When Bob died, he was writing a memoir with the working title How I Lost All My Friends. It was to be an account of how his challenges to political orthodoxy — first on the left and then the right — alienated former allies.

In the 1980s, activists on the left denounced Bob's groundbreaking reporting from Nicaragua on the Soviet-backed Sandinistas' brutal treatment of their countrymen. Sandinista enthusiast Noam Chomsky said Bob's reporting and analysis, published in the New Republic, the Washington Post, and elsewhere, were "a fantasy" concocted by a "lobbyist" for the Contra rebels, who were seeking the support of the Reagan administration.

Two decades later Bob antagonized the right with his view that the Muslim Brotherhood was not the menace that many conservatives claimed it was. As the obituary in the Times notes, Bob co-wrote a 2007 article arguing that the Brotherhood was "a relatively moderate group and a sworn enemy of Al Qaeda that could be engaged in negotiations."

As a reporter, I was struck by Bob's 2002 book, Why Nicaragua Vanished. It was a deep dive into the failed reporting of many American journalists in 1980s Nicaragua. Bob wrote that the reporters, still fixated on the debacle of U.S. intervention in Vietnam, failed to see that the Contras represented a broad-based insurgency with wide support among the Nicaraguan people. Borrowing a term from Walter Lippmann, he said their reporting was clouded by "a system of stereotypes" in which the Contras were misunderstood as tools of U.S. imperialism. This ideological blind spot made them incapable of anticipating that the Sandinistas, far from the beloved nationalists they pretended to be, would be routed in national elections in 1990.

Here is how Bob described the journalistic failure:

The journalists' spotlight was focused so narrowly on the conflict between the United States and the Sandinista government that it obscured the domestic opposition to the latter. If the Sandinista government was a genuine, if flawed, attempt at national independence and social progress, it followed that armed resistance was an illegitimate attack by reactionaries and foreigners. The Contras and the journalists covering them inherited a frame.

I was struck by this description because I had noted something similar in press coverage of immigration. The hostile reporting on such anti-illegal immigration zealots as Arizona Sheriff Joe Arpaio and state legislator Russell Pearce reminded me of Leiken's descriptions of reporters' disgust at the ugly swagger of some of the Contra spokesmen. The reporters recoiled at the spokesmen's "expensive clothes and expansive bellies in the swank hotels of Miami and Tegucigalpa." Bob quoted a dissident Contra who said the leadership was so unattractive that it appeared they "had been designed to their critics' specifications."

There is another parallel here to the immigration story. Many reporters, sincerely committed to civil rights, equality, and inclusiveness, believe in the cause of illegal immigrants. They accept a powerful system of stereotypes that pigeon-holes those who want to limit immigration and stop illegal immigration as bigots whose motivation has nothing to do with respectable concerns and everything to do with bigotry.

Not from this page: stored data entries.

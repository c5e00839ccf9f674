//! Access to the environment variables a load reads and writes.

use std::collections::BTreeMap;

/// Flat variable name to value mapping.
pub type FlatMap = BTreeMap<String, String>;

/// Environment accessor used by the loader.
pub trait Environment {
    /// Snapshot of every variable currently set.
    fn get_all(&self) -> FlatMap;

    /// Write a batch of variables.
    fn set_many(&mut self, entries: &FlatMap);
}

/// The real process environment.
///
/// Names and values that are not valid unicode appear in the snapshot
/// lossily converted, so such variables still count as set.
#[derive(Debug, Clone, Copy, Default)]
pub struct ProcessEnv;

impl Environment for ProcessEnv {
    fn get_all(&self) -> FlatMap {
        std::env::vars_os()
            .map(|(k, v)| {
                (
                    k.to_string_lossy().into_owned(),
                    v.to_string_lossy().into_owned(),
                )
            })
            .collect()
    }

    /// Entries must satisfy [`check_variable`]; the loader checks every
    /// candidate before a batch is written.
    fn set_many(&mut self, entries: &FlatMap) {
        for (key, value) in entries {
            // SAFETY: callers serialize loads that mutate the process
            // environment; concurrent loads are outside the contract.
            unsafe {
                std::env::set_var(key, value);
            }
        }
    }
}

/// Reason `key=value` cannot be stored as an environment variable.
pub fn check_variable(key: &str, value: &str) -> Option<&'static str> {
    if key.is_empty() {
        Some("name is empty")
    } else if key.contains('=') {
        Some("name contains '='")
    } else if key.contains('\0') {
        Some("name contains a NUL byte")
    } else if value.contains('\0') {
        Some("value contains a NUL byte")
    } else {
        None
    }
}

/// In-memory environment for tests and embedding.
#[derive(Debug, Clone, Default, PartialEq, Eq)]
pub struct MemoryEnv {
    vars: FlatMap,
}

impl MemoryEnv {
    pub fn new() -> Self {
        Self::default()
    }

    pub fn with_vars<K, V>(vars: impl IntoIterator<Item = (K, V)>) -> Self
    where
        K: Into<String>,
        V: Into<String>,
    {
        Self {
            vars: vars
                .into_iter()
                .map(|(k, v)| (k.into(), v.into()))
                .collect(),
        }
    }

    pub fn get(&self, key: &str) -> Option<&str> {
        self.vars.get(key).map(String::as_str)
    }

    pub fn set(&mut self, key: impl Into<String>, value: impl Into<String>) {
        self.vars.insert(key.into(), value.into());
    }

    pub fn len(&self) -> usize {
        self.vars.len()
    }

    pub fn is_empty(&self) -> bool {
        self.vars.is_empty()
    }
}

impl Environment for MemoryEnv {
    fn get_all(&self) -> FlatMap {
        self.vars.clone()
    }

    fn set_many(&mut self, entries: &FlatMap) {
        self.vars
            .extend(entries.iter().map(|(k, v)| (k.clone(), v.clone())));
    }
}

Bob understood that the immigration story is far more complex than that. He wrote that the benefits of unconstrained immigration tend to be concentrated "on unauthorized immigrants, new guest workers, low-wage employers and ethnic lobbies — while its costs are dispersed mainly to taxpayers in destination states and to people working in low-wage jobs."

Writing in 2001, Bob also issued a prescient warning of a possible backlash: He wrote, "An economic downturn could bring out resentment against foreigners, although those most challenged economically by migrants — African Americans, other minorities, and poor whites — are also those with the weakest political voices."

Bob embraced political, moral, and human complexity. He resisted group-think of the left and right. He was one of poet Stephen Spender's "truly great", who "left the vivid air signed with their honor". Ave atque vale.